The diaristic documentary, it appears, is the latest substitute for the psychiatrist's couch. Yet, even if you've witnessed the Friedman family publicly tear itself apart in Capturing The Friedmans or Nathaniel Kahn exorcise the ghost of his neglectful father in My Architect, nothing can prepare you for the raw emotion on display in Jonathan Caouette's excoriating memoir of a life both blighted and enriched by mental illness and domestic dysfunction.

This is clearly the outpouring of someone whose entire existence has been a bizarre sort of pre-production. Throughout his life, Caouette squirrelled away home movies, answerphone tapes, letters, telegrams, photos and pop-culture clips, which he combined to produce a cinematic form of sampling that would help him come to terms with the traumas he's experienced - and those he's terrified he's still likely to encounter.

Made for just $218.32 and edited with the free iMovie software that came with Caouette's Apple Mac, this is clearly a landmark in the DIY democratisation of filmmaking. But it's also a key moment in the history of American avant-garde, as it brings a truly personal vision to a mainstream audience used only to seeing imitations of life.

Some will be irritated by the miasma of overlapping wipes, dissolves, split-screens, multiple planes and intricate montages - not to mention the saturated colours and cacophonous soundtrack. But how else could someone suffering from both depersonalisation disorder and an addiction to exhibitionism possibly express himself?
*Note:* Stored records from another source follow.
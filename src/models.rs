//! Data models for scraped posts and extraction results.
//!
//! This module defines the core data structures used throughout the application:
//! - [`Post`]: One titled link discovered on the announcements page
//! - [`Extraction`]: The ordered posts from a single run, tagged with the
//!   parsing tier that produced them
//!
//! The snapshot file on disk is simply a JSON array of [`Post`] records, so
//! the serde field names here are the on-disk schema.

use chrono::NaiveDate;
use serde::{Deserialize, Serialize};

/// A single announcement discovered on the source page.
///
/// Two posts are considered the same announcement iff both `title` and `url`
/// match exactly. The `scrape_date` records when we last saw the post and is
/// deliberately excluded from that identity, so a re-run on an unchanged page
/// refreshes dates without reporting anything as new.
#[derive(Debug, Clone, PartialEq, Eq, Deserialize, Serialize)]
pub struct Post {
    /// The link text, trimmed of surrounding whitespace.
    pub title: String,
    /// Absolute URL of the announcement. Relative hrefs on the page are
    /// resolved against the site origin before they get here.
    pub url: String,
    /// The calendar date this post was (last) scraped, serialized `YYYY-MM-DD`.
    pub scrape_date: NaiveDate,
}

impl Post {
    /// The identity used for change detection: the exact `(title, url)` pair.
    pub fn key(&self) -> (&str, &str) {
        (self.title.as_str(), self.url.as_str())
    }
}

/// Which parsing strategy produced an extraction.
///
/// The page is normally parsed with a fixed structural selector. When the
/// site's markup changes and that selector stops matching, the scraper
/// degrades to a heuristic scan over every link on the page instead of
/// reporting an empty (and therefore misleading) result.
#[derive(Debug, Clone, Copy, PartialEq, Eq)]
pub enum ExtractionTier {
    /// The expected `div.mtitle` structure was present.
    Primary,
    /// Heuristic all-links scan; results may be noisy.
    Fallback,
}

/// The outcome of scraping the page once: the posts in page order, plus the
/// tier that produced them.
#[derive(Debug)]
pub struct Extraction {
    pub posts: Vec<Post>,
    pub tier: ExtractionTier,
}

impl Extraction {
    /// An empty primary-tier extraction, used when the fetch itself failed.
    pub fn empty() -> Self {
        Self {
            posts: Vec::new(),
            tier: ExtractionTier::Primary,
        }
    }
}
Tarnation may be the natural artistic culmination for a lonely boy who filmed himself enacting melodramatic drag scenes at 11, who lured neighbourhood kids into starring in 8mm shockers like The Ankle Slasher and whose high-school highlight was a lip-synched musical rendition of Blue Velvet. But it's also a painfully sad combination of confession and accusation that occasionally comes as close to self-pity as it does self-indulgence. Caouette laments his mother's woes, but also blames her for bestowing the legacy of such misery on him. Consequently, for all the courage and ingenuity of this extraordinary film, it's clear that Caouette has actually resolved few issues and that his life is still very much a work in progress.

Visually audacious and emotionally wrenching, this is never an easy watch. But its candour, intricacy, affection and occasional histrionics make for compelling viewing.